Non-Citizen Terrorist Cases

Civilian Court or Military Tribunal

The Trump administration has filed charges in federal civilian court against Sayfullo Saipov, a non-citizen, arrested for driving a truck killing eight people down a bike path on Oct. 31 in New York City. U.S. Sen. John McCain, among others, said Saipov should face a military tribunal. “The New York terror suspect should be held and interrogated — thoroughly, responsibly and humanely — as an enemy combatant consistent with the Law of Armed Conflict. He should not be read Miranda Rights, as enemy combatants are not entitled to them,” McCain said.

Under the Military Commissions Act of 2006 (as modified in 2009), the U.S. president has the ultimate authority, as head of the executive branch of government, to decide whether Saipov, or any non-citizen suspected domestic terrorist, should be tried in military tribunals or in a civilian court. However, both the Obama and Trump administrations have relied on federal courts rather than military tribunals for every domestic terrorism case.

Two months after the 9/11 attacks, then-President George W. Bush issued a military order that called for the secretary of defense to detain non-citizens accused of international terrorism. Under the order, the defense secretary was charged with establishing military tribunals (also called military commissions) to conduct trials of non-citizens accused of terrorism either in the United States or in other parts of the world. To date, military commissions have not been used to try alleged domestic acts of international terrorism.

A military tribunal is different from a civilian criminal court. In a tribunal, military officers serve as jurors, under the guidance of a judge (who is most often a trained, experienced military judge). After a hearing, guilt is determined by a vote of the commissioners. Unlike with a criminal trial, the “jury” decision does not have to be unanimous. Moreover, the accused in a trial by military commission is not afforded many of the rights of a defendant in civilian court. In a military trial, for instance, evidence that was seized illegally might still be considered by the jury whereas it most likely would be excluded in clivilian court.

Bush's directive marked a significant change in government policy: a military tribunal had not been used since World War II to try a foreigner for domestic terrorism. In 1942, the U.S. Supreme Court upheld President Franklin D. Roosevelt’s proclamation that effectively detained, without civilian trial, eight captured German soldiers who had entered the U.S. on submarines on a sabotage mission. The high court determined the Germans were not entitled to habeas corpus proceedings to challenge their detention and found they “shall be subject to the law of war and to the jurisdiction of military tribunals.”

It took 64 years for the U.S. Supreme Court to decide another significant case related to military tribunals.

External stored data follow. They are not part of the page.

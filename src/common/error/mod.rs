//! Crate-level error types.
//!
//! This module provides the error type returned by the document collaborators
//! and the command-line front end, wrapping packaging and pairing errors.

// Submodule declarations
pub mod conversions;
pub mod types;

// Re-exports
pub use types::{Error, Result};
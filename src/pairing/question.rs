//! Question records.

/// A single question/answer pair read from the input sheet.
///
/// Records are immutable once built. Two records are "the same question" for
/// pairing purposes when their question text is identical, regardless of the
/// answer; see [`Question::same_question`]. The derived `PartialEq` compares
/// both fields and is only used where whole records must match.
#[derive(Debug, Clone, PartialEq, Eq, Hash, PartialOrd, Ord)]
pub struct Question {
    question: String,
    answer: String,
}

impl Question {
    /// Create a new question record.
    pub fn new(question: impl Into<String>, answer: impl Into<String>) -> Self {
        Self {
            question: question.into(),
            answer: answer.into(),
        }
    }

    /// The question text shown on the slide.
    #[inline]
    pub fn question(&self) -> &str {
        &self.question
    }

    /// The answer text written to the answer key.
    #[inline]
    pub fn answer(&self) -> &str {
        &self.answer
    }

    /// Whether both records carry the same question text.
    #[inline]
    pub fn same_question(&self, other: &Question) -> bool {
        self.question == other.question
    }
}

impl<Q: Into<String>, A: Into<String>> From<(Q, A)> for Question {
    fn from((question, answer): (Q, A)) -> Self {
        Self::new(question, answer)
    }
}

After 9/11, as prisoners were sent to Guantanamo Bay, Congress passed the Detainee Treatment Act of 2005, which said “no court, justice or judge shall have jurisdiction to hear or consider” a habeas corpus petition of Guantanamo detainees. But in the 5-3 decision Hamdan v. Rumsfeld, the high court ruled that “the military commission at issue is not expressly authorized by any congressional act.” Rather, the court found Salim Ahmed Hamdan, a former driver and bodyguard for Osama bin Laden convicted by a military commission for providing material support for terrorism, was entitled to the full protections of the Third Geneva Convention. Within a year, however, the Military Commissions Act of 2006 was enacted and set out new procedures for handling non-citizen terrorism cases. Congress tweaked that law in 2009.

Now, nearly a decade later, the decision of where to try non-citizen domestic terrorists has become more of a political issue than a legal question. In the 2016 presidential campaign, then-candidate Donald Trump endorsed military tribunals over civilian courts for non-citizen terrorists. Senator McCain, chairman of the Senate Armed Services Committee and a former prisoner of war, backed that approach in his statement regarding Saipov after the Oct. 31 attack.

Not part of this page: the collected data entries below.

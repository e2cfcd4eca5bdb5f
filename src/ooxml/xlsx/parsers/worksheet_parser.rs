//! Parser for Excel worksheet XML files.
//!
//! Extracts the rows of `<sheetData>` with their cell values resolved:
//! shared strings are looked up, inline strings flattened, and numbers parsed
//! with `atoi_simd` / `fast_float2`.

use super::{namespace_prefix, text_runs};
use crate::common::xml::{Element, elements, next_element, unescape_xml};
use crate::common::{Error, Result};
use crate::ooxml::xlsx::cell::{CellValue, column_number};
use crate::ooxml::xlsx::shared_strings::SharedStrings;

/// One `<row>` of a worksheet.
#[derive(Debug, Clone, PartialEq)]
pub struct Row {
    /// 1-based row number
    pub index: u32,
    /// (1-based column, value) in column order
    pub cells: Vec<(u32, CellValue)>,
}

impl Row {
    /// Value in a 1-based column, if the row has that cell.
    pub fn cell(&self, column: u32) -> Option<&CellValue> {
        self.cells
            .iter()
            .find(|(col, _)| *col == column)
            .map(|(_, value)| value)
    }

    /// Text of a cell, empty when the cell is missing.
    pub fn text(&self, column: u32) -> String {
        self.cell(column).map(CellValue::to_text).unwrap_or_default()
    }
}

/// Parse worksheet XML into rows, sorted by row number.
///
/// Rows and cells without an `r` attribute follow the previous one.
pub fn parse_worksheet_xml(content: &str, shared_strings: &SharedStrings) -> Result<Vec<Row>> {
    let prefix = namespace_prefix(content, "worksheet");
    let Some(sheet_data) = next_element(content, &format!("{}sheetData", prefix), 0) else {
        return Ok(Vec::new());
    };

    let cell_name = format!("{}c", prefix);
    let mut rows = Vec::new();
    let mut last_row = 0u32;

    for row_element in elements(sheet_data.text(), &format!("{}row", prefix)) {
        let index = match row_element.attribute("r") {
            Some(r) => atoi_simd::parse::<u32>(r.as_bytes())
                .map_err(|_| Error::InvalidFormat(format!("Invalid row number: {}", r)))?,
            None => last_row + 1,
        };
        last_row = index;

        let mut cells = Vec::new();
        let mut last_col = 0u32;
        for cell in elements(row_element.text(), &cell_name) {
            let column = match cell.attribute("r") {
                Some(reference) => reference_to_coords(reference)?.0,
                None => last_col + 1,
            };
            last_col = column;
            cells.push((column, parse_cell(&cell, prefix, shared_strings)?));
        }

        rows.push(Row { index, cells });
    }

    rows.sort_by_key(|row| row.index);
    Ok(rows)
}

/// Resolve the value of one `<c>` element.
fn parse_cell(cell: &Element<'_>, prefix: &str, shared_strings: &SharedStrings) -> Result<CellValue> {
    let value = next_element(cell.text(), &format!("{}v", prefix), 0).map(|v| v.text());

    let cell_value = match (cell.attribute("t"), value) {
        (Some("inlineStr"), _) => {
            match next_element(cell.text(), &format!("{}is", prefix), 0) {
                Some(is) => CellValue::String(text_runs(is.text(), prefix)),
                None => CellValue::Empty,
            }
        },
        (Some("s"), Some(v)) => {
            let index = atoi_simd::parse::<u32>(v.trim().as_bytes()).map_err(|_| {
                Error::InvalidFormat(format!("Invalid shared string index: {}", v))
            })? as usize;
            let text = shared_strings.get(index).ok_or_else(|| {
                Error::InvalidFormat(format!(
                    "Shared string index {} out of range ({} strings)",
                    index,
                    shared_strings.len()
                ))
            })?;
            CellValue::String(text.to_string())
        },
        (Some("str" | "d"), Some(v)) => CellValue::String(unescape_xml(v)),
        (Some("e"), Some(v)) => CellValue::Error(unescape_xml(v)),
        (Some("b"), Some(v)) => match v.trim() {
            "1" | "true" => CellValue::Bool(true),
            "0" | "false" => CellValue::Bool(false),
            other => CellValue::Error(format!("Invalid boolean value: {}", other)),
        },
        (_, Some(v)) => {
            let v = v.trim();
            if v.is_empty() {
                CellValue::Empty
            } else if let Ok(int_val) = atoi_simd::parse::<i64>(v.as_bytes()) {
                CellValue::Int(int_val)
            } else if let Ok(float_val) = fast_float2::parse::<f64, _>(v) {
                CellValue::Float(float_val)
            } else {
                CellValue::String(unescape_xml(v))
            }
        },
        (_, None) => CellValue::Empty,
    };

    Ok(cell_value)
}

/// Convert an Excel reference (e.g. `B7`) to 1-based (column, row).
pub fn reference_to_coords(reference: &str) -> Result<(u32, u32)> {
    let digits_at = reference
        .bytes()
        .position(|b| b.is_ascii_digit())
        .ok_or_else(|| Error::InvalidFormat(format!("Invalid reference: {}", reference)))?;

    let column = column_number(&reference[..digits_at]).ok_or_else(|| {
        Error::InvalidFormat(format!("Invalid column in reference: {}", reference))
    })?;
    let row = atoi_simd::parse::<u32>(&reference.as_bytes()[digits_at..]).map_err(|_| {
        Error::InvalidFormat(format!("Invalid row number in reference: {}", reference))
    })?;

    Ok((column, row))
}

But to date, the Trump administration has deferred to a civilian line of prosecution, including filing federal charges against Saipov, who was in the U.S. on a diversity visa. This is consistent with the approach taken by President Obama, particularly after 2011 when Attorney General Eric Holder opted to prosecute Khalid Sheikh Mohammed, the alleged mastermind of the 9/11 attacks, before a military commission. Holder faced intense public and congressional pressure to send Mohammed to Guantanamo Bay. Six years later, Mohammed is awaiting trial there.

Trump alluded to this reality when he tweeted on Nov. 2: “Would love to send the NYC terrorist to Guantánamo but statistically that process takes much longer than going through the Federal system. There is also something appropriate about keeping him in the home of the horrible crime he committed.”

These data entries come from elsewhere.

//! Lightweight scanning over XML text.
//!
//! SpreadsheetML parts are flat and regular, so cell and string data is
//! located with `memchr` searches instead of a full event parser. These
//! helpers find elements by local name and read attribute values out of a
//! start tag. Values are returned raw; callers unescape them.

use memchr::memmem;

/// One element found by [`next_element`].
#[derive(Debug, Clone, Copy, PartialEq, Eq)]
pub struct Element<'a> {
    /// Offset of the opening `<` in the scanned text
    pub start: usize,
    /// The start tag, from `<` through `>`
    pub start_tag: &'a str,
    /// Content between start and end tag, `None` for `<x/>`
    pub inner: Option<&'a str>,
    /// Offset just past the element
    pub end: usize,
}

impl<'a> Element<'a> {
    /// Attribute value from the start tag.
    #[inline]
    pub fn attribute(&self, name: &str) -> Option<&'a str> {
        attribute(self.start_tag, name)
    }

    /// Content, treating a self-closing element as empty.
    #[inline]
    pub fn text(&self) -> &'a str {
        self.inner.unwrap_or("")
    }
}

/// Find the next `<name ...>` element at or after `from`.
///
/// Elements with the same name must not nest. A start tag without a
/// matching end tag ends the scan.
pub fn next_element<'a>(xml: &'a str, name: &str, from: usize) -> Option<Element<'a>> {
    let bytes = xml.as_bytes();
    let open = format!("<{}", name);
    let close = format!("</{}>", name);
    let mut pos = from;

    loop {
        let start = pos + memmem::find(bytes.get(pos..)?, open.as_bytes())?;
        let after_name = start + open.len();
        match bytes.get(after_name) {
            Some(b'>' | b'/' | b' ' | b'\t' | b'\r' | b'\n') => {},
            // Longer name with the same prefix, e.g. `<cols` when looking for `<c`
            Some(_) => {
                pos = after_name;
                continue;
            },
            None => return None,
        }

        let gt = after_name + memchr::memchr(b'>', &bytes[after_name..])?;
        let start_tag = &xml[start..=gt];

        if bytes[gt - 1] == b'/' {
            return Some(Element {
                start,
                start_tag,
                inner: None,
                end: gt + 1,
            });
        }

        let content_start = gt + 1;
        let content_len = memmem::find(&bytes[content_start..], close.as_bytes())?;
        return Some(Element {
            start,
            start_tag,
            inner: Some(&xml[content_start..content_start + content_len]),
            end: content_start + content_len + close.len(),
        });
    }
}

/// Iterate over every `<name>` element in `xml`.
pub fn elements<'a, 'n>(xml: &'a str, name: &'n str) -> impl Iterator<Item = Element<'a>> + 'n
where
    'a: 'n,
{
    let mut pos = 0;
    std::iter::from_fn(move || {
        let element = next_element(xml, name, pos)?;
        pos = element.end;
        Some(element)
    })
}

/// Raw value of attribute `name` in a start tag.
///
/// The attribute name must be preceded by whitespace, so `r` does not match
/// inside `xr:uid`. Either quote style is accepted.
pub fn attribute<'a>(tag: &'a str, name: &str) -> Option<&'a str> {
    let bytes = tag.as_bytes();
    for found in memmem::find_iter(bytes, name.as_bytes()) {
        if found == 0 || !bytes[found - 1].is_ascii_whitespace() {
            continue;
        }
        let mut i = found + name.len();
        while bytes.get(i).is_some_and(u8::is_ascii_whitespace) {
            i += 1;
        }
        if bytes.get(i) != Some(&b'=') {
            continue;
        }
        i += 1;
        while bytes.get(i).is_some_and(u8::is_ascii_whitespace) {
            i += 1;
        }
        let quote = match bytes.get(i) {
            Some(&q @ (b'"' | b'\'')) => q,
            _ => continue,
        };
        let value_start = i + 1;
        let len = memchr::memchr(quote, &bytes[value_start..])?;
        return Some(&tag[value_start..value_start + len]);
    }
    None
}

Civilian prosecutions have generated successful results, as well. Human Rights First recently found that more than 620 individuals have been convicted in civilian courts on terrorism-related charges from 9/11 through May 30, 2017, while military commissions have convicted only eight — three of which have been overturned completely and one partially. A Justice Department release, updated about three years ago, suggested similar results.